Can a Nurse Open a Pharmacy in Nigeria?

A pharmacy is where drugs are dispensed to patients. It could be a section of a hospital and it can exist as a standalone massive drug store (known as a community pharmacy).

A pharmacy is quite different from a patent medicine store (popularly called “chemist shop” in Nigeria), which is permitted by law to dispense only basic medications that mostly don’t require a doctor’s prescription. While a pharmacy may be owned only by a licensed pharmacist, anyone can own or open a chemist shop in Nigeria.

Due to increasing awareness of the lucrativeness of the pharmacy business in Nigeria, many non-pharmacists are interested in the business. This explains why nurses, doctors, and even non-health professionals are looking to tap into the business.

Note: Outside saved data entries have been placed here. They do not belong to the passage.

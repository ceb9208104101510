//! Persistence layer (§3, §6): sea-orm entities for the four persisted
//! tables — failures, queue items, results, history — their migrations, and
//! a query module per table. The vector store (§4.4) is in-memory and lives
//! in `research-vector`, not here.

pub mod entities;
pub mod migrations;
pub mod queries;

pub use entities::*;
pub use migrations::Migrator;
pub use queries::*;

use sea_orm::{ConnectOptions, Database, DatabaseConnection, DbErr};
use std::time::Duration;

/// Open a connection pool against `database_url` (§10.3: PostgreSQL in
/// production, SQLite for local/dev, matching the `sqlx-postgres` +
/// `sqlx-sqlite` feature pair enabled on sea-orm).
pub async fn init_database(database_url: &str) -> Result<DatabaseConnection, DbErr> {
    let mut opts = ConnectOptions::new(database_url.to_owned());
    opts.connect_timeout(Duration::from_secs(10)).sqlx_logging(false);
    Database::connect(opts).await
}

/// Run all pending migrations.
pub async fn run_migrations(db: &DatabaseConnection) -> Result<(), DbErr> {
    use sea_orm_migration::MigratorTrait;
    Migrator::up(db, None).await
}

Can a Nurse Open a Pharmacy in Nigeria?

The answer is NO! A pharmacy deals in drugs, which are highly sensitive and guarded products, and as such only licensed pharmacists are allowed to open pharmacies in Nigeria. This is because they are the only set of professionals who have been trained to prepare, handle, prescribe, and dispense drugs correctly.

A nurse, on the other hand, has been trained to monitor sick people and cater to their immediate needs. This is clearly parallel to what a pharmacist does. It is therefore justifiable that the law in Nigeria doesn’t allow nurses or other non-pharmacists to open pharmacies in the country. Not even pharmacy technicians can open pharmacies in Nigeria.

Is There Any Way Around It?

Yes, there are some ways a nurse can still manage to open a pharmacy in Nigeria. However, not all of these options are legal. In this post, we’d be revealing the two most widely adopted options.

First option

A nurse can open a pharmacy using the license of a licensed pharmacist. To adopt this option, the nurse must also hire a pharmacist to manage the business. This managing pharmacist is known as a superintendent pharmacist and must be available in the facility at all times.

In fact, the pharmacy could be registered with the license of the same superintendent pharmacist provided the same license hasn’t been used to open another pharmacy elsewhere (the law allows only one pharmacy per license). In this case, the superintendent pharmacist is presented as the owner of the pharmacy, while the original owner “lies low”. This option isn’t legal as it involves some elements of falsification.

Second option

The only legally permitted way for a non-pharmacist to own a pharmacy in Nigeria is to hold shares in the pharmacy. The requirement is that a pharmacy must be the chief shareholder.

So, if a nurse is interested in owning a pharmacy, she should strike a deal with a licensed pharmacist who has the same intention. However, she would be coming into the business as a partner whose share percentage must be less — slightly, at least — than that of the pharmacist.

So, technically, by adopting this option, a nurse doesn’t own the pharmacy and doesn’t have sole control over it. But since this is the only legally sanctioned option, she can go with it for the peace of mind that it would bring.